There is nothing inherently bad about being queer, and queer people in accepting, supportive societies in which they are seen as normal and not alone and they have a thriving subculture are very happy.
But would a queer person be as happy if they are a rarity noone understands, with no structures for them, no subculture community, no partners? I doubt it.
Similarly, would a deaf person be happy in a society that has no sign language, no mandatory subtitles, no deaf community and culture, in which they are the only one?

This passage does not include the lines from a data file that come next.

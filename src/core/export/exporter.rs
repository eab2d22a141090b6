//! Paginated export driver
//!
//! Walks the directory listing page by page, projecting each record onto the
//! attribute set and appending it to the CSV output. Throttling errors are
//! retried with exponential backoff; a fixed pacing delay sits between
//! successful calls. Progress is checkpointed every N pages or M records,
//! whichever comes first, and only after the corresponding rows have been
//! flushed, so a resumed run never loses rows the checkpoint claims are
//! done.

use crate::adapters::directory::UserDirectory;
use crate::core::export::attributes::{discover_attributes, AttributeSelection};
use crate::core::export::summary::ExportSummary;
use crate::core::export::writer::OutputWriter;
use crate::core::retry::RetryPolicy;
use crate::core::state::{Checkpoint, CheckpointStore};
use crate::domain::{DrainError, Result};
use std::path::PathBuf;
use std::sync::Arc;
use std::time::{Duration, Instant};

/// Largest page size the directory listing API accepts.
pub const DIRECTORY_PAGE_LIMIT: i32 = 60;

/// Tuning knobs for the export loop.
#[derive(Debug, Clone)]
pub struct ExportOptions {
    /// CSV output path; the checkpoint sidecar lives next to it
    pub output_file: PathBuf,

    /// Records requested per page, capped at [`DIRECTORY_PAGE_LIMIT`]
    pub page_size: i32,

    /// Stop after this many records; 0 exports everything
    pub max_records: u64,

    /// Fixed pause between successful directory calls
    pub request_pacing: Duration,

    /// Checkpoint after this many pages since the last checkpoint
    pub checkpoint_page_interval: u64,

    /// Checkpoint after this many records since the last checkpoint
    pub checkpoint_record_interval: u64,

    /// Resume from the checkpoint sidecar if present
    pub resume: bool,

    /// Explicit pagination token; wins over the checkpoint token
    pub starting_token: Option<String>,
}

impl ExportOptions {
    /// Defaults matching the directory API limits and a conservative
    /// checkpoint cadence.
    pub fn new(output_file: impl Into<PathBuf>) -> Self {
        Self {
            output_file: output_file.into(),
            page_size: DIRECTORY_PAGE_LIMIT,
            max_records: 0,
            request_pacing: Duration::from_millis(200),
            checkpoint_page_interval: 10,
            checkpoint_record_interval: 500,
            resume: false,
            starting_token: None,
        }
    }
}

/// Drives a paginated export of one user pool to a CSV file.
pub struct Exporter {
    directory: Arc<dyn UserDirectory>,
    selection: AttributeSelection,
    policy: RetryPolicy,
    options: ExportOptions,
}

impl Exporter {
    pub fn new(
        directory: Arc<dyn UserDirectory>,
        selection: AttributeSelection,
        policy: RetryPolicy,
        options: ExportOptions,
    ) -> Self {
        Self {
            directory,
            selection,
            policy,
            options,
        }
    }

    /// Runs the export to completion.
    ///
    /// On a fatal directory error the current progress is checkpointed
    /// before the error propagates, so the run can be resumed. On success
    /// the checkpoint sidecar is removed to prevent accidental stale
    /// resumes.
    pub async fn run(&self) -> Result<ExportSummary> {
        let started = Instant::now();
        let store = CheckpointStore::for_output(&self.options.output_file);

        // Surface a bad pool id or missing permissions before touching the
        // output file.
        let pool = self
            .policy
            .run(|| self.directory.describe_pool())
            .await
            .map_err(DrainError::from)?;
        tracing::info!(
            pool_id = %pool.id,
            pool_name = pool.name.as_deref().unwrap_or("-"),
            estimated_users = ?pool.estimated_users,
            "Connected to user pool"
        );

        let checkpoint = if self.options.resume {
            store.load()?
        } else {
            None
        };
        if self.options.resume && checkpoint.is_none() {
            tracing::warn!("No checkpoint found, starting export from the beginning");
        }
        let resumed = checkpoint.is_some();

        let mut token: Option<String>;
        let mut records_exported: u64;
        let mut pages_processed: u64;
        let attributes: Vec<String>;

        match checkpoint {
            Some(cp) => {
                tracing::info!(
                    records = cp.records_exported,
                    pages = cp.pages_processed,
                    saved_at = %cp.saved_at,
                    "Resuming export from checkpoint"
                );
                token = cp.pagination_token;
                records_exported = cp.records_exported;
                pages_processed = cp.pages_processed;
                attributes = cp.attributes;
            }
            None => {
                token = None;
                records_exported = 0;
                pages_processed = 0;
                attributes = match &self.selection {
                    AttributeSelection::Explicit(attrs) => attrs.clone(),
                    AttributeSelection::DiscoverAll => {
                        discover_attributes(self.directory.as_ref(), &self.policy).await?
                    }
                };
            }
        }

        if let Some(explicit) = &self.options.starting_token {
            token = Some(explicit.clone());
        }

        if attributes.is_empty() {
            return Err(DrainError::Export(
                "attribute set is empty, nothing to export".to_string(),
            ));
        }
        tracing::info!(
            count = attributes.len(),
            first = ?&attributes[..attributes.len().min(5)],
            "Exporting attributes"
        );

        let mut writer = if resumed {
            OutputWriter::append(&self.options.output_file)?
        } else {
            OutputWriter::create(&self.options.output_file, &attributes)?
        };

        let page_size = self.options.page_size.clamp(1, DIRECTORY_PAGE_LIMIT);
        let mut last_checkpoint_records = records_exported;
        let mut last_checkpoint_pages = pages_processed;

        loop {
            let request_token = token.clone();
            let page = match self
                .policy
                .run(|| self.directory.list_users(request_token.clone(), page_size))
                .await
            {
                Ok(page) => page,
                Err(err) => {
                    // Leave a resume point behind before surfacing the failure.
                    writer.flush()?;
                    if token.is_some() {
                        let cp = Checkpoint::new(
                            token.clone(),
                            records_exported,
                            pages_processed,
                            attributes.clone(),
                        );
                        if let Err(save_err) = store.save(&cp) {
                            tracing::error!(
                                error = %save_err,
                                "Failed to save checkpoint after fetch error"
                            );
                        }
                    }
                    return Err(err.into());
                }
            };

            if page.users.is_empty() && page.next_token.is_some() {
                tracing::warn!("Directory returned an empty page with a continuation token");
            }

            for user in &page.users {
                writer.write_row(&user.project(&attributes))?;
                records_exported += 1;

                if self.options.max_records > 0 && records_exported >= self.options.max_records {
                    tracing::info!(
                        max_records = self.options.max_records,
                        "Record limit reached"
                    );
                    writer.flush()?;
                    store.remove()?;
                    return Ok(self.summary(
                        records_exported,
                        pages_processed + 1,
                        attributes.len(),
                        resumed,
                        started,
                    ));
                }
            }

            pages_processed += 1;
            tracing::info!(
                page = pages_processed,
                records = records_exported,
                "Processed page"
            );

            token = page.next_token;
            if token.is_none() {
                break;
            }

            let checkpoint_due = pages_processed - last_checkpoint_pages
                >= self.options.checkpoint_page_interval
                || records_exported - last_checkpoint_records
                    >= self.options.checkpoint_record_interval;
            if checkpoint_due {
                writer.flush()?;
                let cp = Checkpoint::new(
                    token.clone(),
                    records_exported,
                    pages_processed,
                    attributes.clone(),
                );
                store.save(&cp)?;
                last_checkpoint_records = records_exported;
                last_checkpoint_pages = pages_processed;
            }

            if !self.options.request_pacing.is_zero() {
                tokio::time::sleep(self.options.request_pacing).await;
            }
        }

        writer.flush()?;
        // A stale sidecar would silently resume a finished export.
        store.remove()?;
        tracing::info!("End of user pool reached");

        Ok(self.summary(
            records_exported,
            pages_processed,
            attributes.len(),
            resumed,
            started,
        ))
    }

    fn summary(
        &self,
        records_exported: u64,
        pages_processed: u64,
        attribute_count: usize,
        resumed: bool,
        started: Instant,
    ) -> ExportSummary {
        ExportSummary {
            records_exported,
            pages_processed,
            attribute_count,
            resumed,
            duration: started.elapsed(),
            output: self.options.output_file.clone(),
        }
    }
}
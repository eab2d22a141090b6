// Drain - Cognito User Pool export toolkit
// Licensed under the MIT License

use clap::Parser;
use drain::cli::{Cli, Commands};
use drain::config::{load_config, DrainConfig};
use drain::logging::init_logging;
use std::process;

#[tokio::main]
async fn main() {
    // Load environment variables from .env file if present.
    // This is optional - if .env doesn't exist, it's silently ignored.
    let _ = dotenvy::dotenv();

    // Parse CLI arguments
    let cli = Cli::parse();

    // Load configuration (missing file yields defaults)
    let config = match load_config(&cli.config) {
        Ok(config) => config,
        Err(e) => {
            eprintln!("Failed to load configuration: {e}");
            process::exit(2);
        }
    };

    // Initialize logging
    let log_level = cli.log_level.as_deref().unwrap_or("info");
    let _guard = match init_logging(log_level, &config.logging) {
        Ok(guard) => guard,
        Err(e) => {
            eprintln!("Failed to initialize logging: {e}");
            process::exit(2);
        }
    };

    tracing::info!(
        version = env!("CARGO_PKG_VERSION"),
        "Drain - Cognito User Pool export toolkit"
    );

    // Execute command and get exit code
    let exit_code = match execute_command(&cli, &config).await {
        Ok(code) => code,
        Err(e) => {
            tracing::error!(error = %e, "Command execution failed");
            eprintln!("Error: {e}");
            1
        }
    };

    process::exit(exit_code);
}

/// Execute the CLI command
async fn execute_command(cli: &Cli, config: &DrainConfig) -> anyhow::Result<i32> {
    match &cli.command {
        Commands::Export(args) => args.execute(config).await,
        Commands::Dedup(args) => args.execute(),
    }
}
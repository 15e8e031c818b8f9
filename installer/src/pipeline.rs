//! Install pipeline orchestration.
//!
//! Runs the install steps strictly in order: detect the platform, resolve
//! the target, fetch, verify, extract, place, and smoke-test. Any failure
//! aborts the run; nothing is retried.

use crate::artefact::download::{ArtefactFetcher, HttpFetcher};
use crate::artefact::extraction::extract;
use crate::artefact::verification::verify;
use crate::error::Result;
use crate::output::write_stderr_line;
use crate::placement::{Placement, install};
use crate::platform::{HostPlatform, PlatformDetector};
use crate::release::table::ReleaseTable;
use crate::release::target::ReleaseTarget;
use crate::release::version::ReleaseVersion;
use crate::self_test::self_test;
use camino::{Utf8Path, Utf8PathBuf};
use log::{info, warn};
use std::io::Write;

/// Inputs for one install run.
#[derive(Debug, Clone, Copy)]
pub struct InstallRequest<'a> {
    /// Validated release table to resolve against.
    pub table: &'a ReleaseTable,
    /// Version to install; defaults to the table's version.
    pub version: Option<&'a ReleaseVersion>,
    /// Directory the executable is placed in.
    pub bin_dir: &'a Utf8Path,
    /// Stop after resolving the target.
    pub dry_run: bool,
    /// Suppress progress output.
    pub quiet: bool,
}

/// Result of a successful run.
#[derive(Debug, Clone, PartialEq, Eq)]
pub enum InstallOutcome {
    /// The executable was placed and passed its smoke test.
    Installed {
        /// The target that was installed.
        target: ReleaseTarget,
        /// Path of the installed executable.
        path: Utf8PathBuf,
        /// First line of `--version` output.
        version_output: String,
    },
    /// Dry run; nothing was fetched or written.
    DryRun {
        /// The target that would be installed.
        target: ReleaseTarget,
        /// Where the executable would be placed.
        destination: Utf8PathBuf,
    },
}

/// Install for the running host over HTTPS.
///
/// # Errors
///
/// See [`run_install_with`].
pub fn run_install(request: &InstallRequest<'_>, stderr: &mut dyn Write) -> Result<InstallOutcome> {
    run_install_with(request, &HostPlatform, &HttpFetcher, stderr)
}

/// Install using the given platform detector and fetcher.
///
/// The platform is detected before any network access. A checksum or
/// archive failure leaves the bin directory untouched. If the smoke test
/// fails, the new executable is removed and any previous one restored.
///
/// # Errors
///
/// Returns the [`InstallerError`](crate::error::InstallerError) of the first
/// step that fails.
pub fn run_install_with(
    request: &InstallRequest<'_>,
    detector: &dyn PlatformDetector,
    fetcher: &dyn ArtefactFetcher,
    stderr: &mut dyn Write,
) -> Result<InstallOutcome> {
    let platform = detector.detect()?;
    let version = request.version.unwrap_or_else(|| request.table.version());
    let target = request.table.resolve_target(platform, version)?;
    let binary = target.binary().as_str();
    let destination = request.bin_dir.join(binary);

    if request.dry_run {
        return Ok(InstallOutcome::DryRun {
            target,
            destination,
        });
    }

    progress(request, stderr, format!("Downloading {}...", target.url()));
    let archive = fetcher.fetch(target.url())?;
    let archive = verify(archive, target.expected_checksum(), target.url())?;
    progress(
        request,
        stderr,
        format!("Verified sha256 {}", target.expected_checksum()),
    );
    let executable = extract(&archive, binary)?;

    progress(request, stderr, format!("Installing to {destination}..."));
    let placement = Placement::begin(request.bin_dir, binary)?;
    let placed = install(&executable, request.bin_dir, binary)
        .and_then(|path| self_test(request.bin_dir, binary).map(|output| (path, output)));

    match placed {
        Ok((path, version_output)) => {
            if let Err(err) = placement.commit() {
                warn!("could not remove previous binary: {err}");
            }
            info!("installed {} {} at {path}", binary, target.version());
            Ok(InstallOutcome::Installed {
                target,
                path,
                version_output,
            })
        }
        Err(err) => {
            let restoring = placement.replaces_existing();
            match placement.rollback() {
                Ok(()) if restoring => {
                    progress(request, stderr, "Restored the previous binary.");
                }
                Ok(()) => {}
                Err(rollback_err) => warn!("rollback failed: {rollback_err}"),
            }
            Err(err)
        }
    }
}

fn progress(request: &InstallRequest<'_>, stderr: &mut dyn Write, message: impl std::fmt::Display) {
    if !request.quiet {
        write_stderr_line(stderr, message);
    }
}

#[cfg(test)]
#[path = "pipeline_tests.rs"]
mod tests;
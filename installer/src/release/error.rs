//! Error types for loading, validating, and pinning release tables.

use crate::artefact::error::ArtefactError;
use crate::platform::PlatformKeyError;
use camino::Utf8PathBuf;
use thiserror::Error;

/// Errors arising from release table configuration.
///
/// All of these are raised while the table is loaded, before any network
/// access takes place.
#[derive(Debug, Error)]
pub enum ReleaseError {
    /// A release version string is malformed.
    #[error("invalid release version \"{value}\": {reason}")]
    InvalidVersion {
        /// The rejected version string.
        value: String,
        /// Description of the validation failure.
        reason: String,
    },

    /// The table file could not be read.
    #[error("failed to read release table {path}")]
    Read {
        /// Path of the table file.
        path: Utf8PathBuf,
        /// The underlying I/O error.
        #[source]
        source: std::io::Error,
    },

    /// The table is not valid TOML or does not match the schema.
    #[error("could not parse release table from {origin}: {reason}")]
    Parse {
        /// Where the table came from (a path or `built-in`).
        origin: String,
        /// The parser's description of the failure.
        reason: String,
    },

    /// A target entry carries an unusable checksum.
    #[error("invalid release entry {key}: {source}")]
    InvalidEntry {
        /// The platform key of the entry.
        key: String,
        /// The validation failure.
        #[source]
        source: ArtefactError,
    },

    /// A target key is not a supported `<os>-<arch>` pair.
    #[error(transparent)]
    UnsupportedPlatformKey(#[from] PlatformKeyError),

    /// A download URL does not use HTTPS.
    #[error("release entry {key} uses a non-HTTPS URL: {url}")]
    InsecureUrl {
        /// The platform key of the entry.
        key: String,
        /// The rejected URL.
        url: String,
    },

    /// The binary name is unusable.
    #[error(transparent)]
    Artefact(#[from] ArtefactError),

    /// The table lists no targets at all.
    #[error("release table lists no targets")]
    EmptyTable,

    /// A line of a checksums file could not be parsed.
    #[error("invalid checksums file line {line}: {reason}")]
    Checksums {
        /// One-based line number.
        line: usize,
        /// Description of the parse failure.
        reason: String,
    },

    /// A checksums file lists no archive for any supported platform.
    #[error("checksums file lists no {binary} archives for version {version}")]
    NoPinnedTargets {
        /// Binary name the archives were expected for.
        binary: String,
        /// Version the archives were expected for.
        version: String,
    },

    /// The table could not be rendered as TOML.
    #[error("could not serialize release table: {reason}")]
    Serialize {
        /// The serializer's description of the failure.
        reason: String,
    },

    /// The pinned table could not be written.
    #[error("failed to write release table {path}")]
    Write {
        /// Destination path.
        path: Utf8PathBuf,
        /// The underlying I/O error.
        #[source]
        source: std::io::Error,
    },
}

I doubt it, and yet think of Beethoven still composing while deaf, stranded alone; Stephen Colbert filling our homes with laughter while deaf on one ear.
Would a wheelchair bound person be happy in a world without ramps and accessible toilets? If the disability would have been known before birth, and yet the mother kept it, are they going to bill the mother and child for building a ramp into the school, which noone else needs? And yet I think of the beautiful physics Stephen Hawking has written while wheelchair bound.
I suspect the process of reducing unusual people with unusual needs would be self-accelerating. Queer people will have an increasingly bad time, and wanting to save their kids from an issue so big and systematic that they do not know how to fix it, would want to spare them from it.
Like I said—I do not think the individuals making choices in such systems mean to do a bad thing at all. Yet the changes to society that results are very scary, and I do not want them.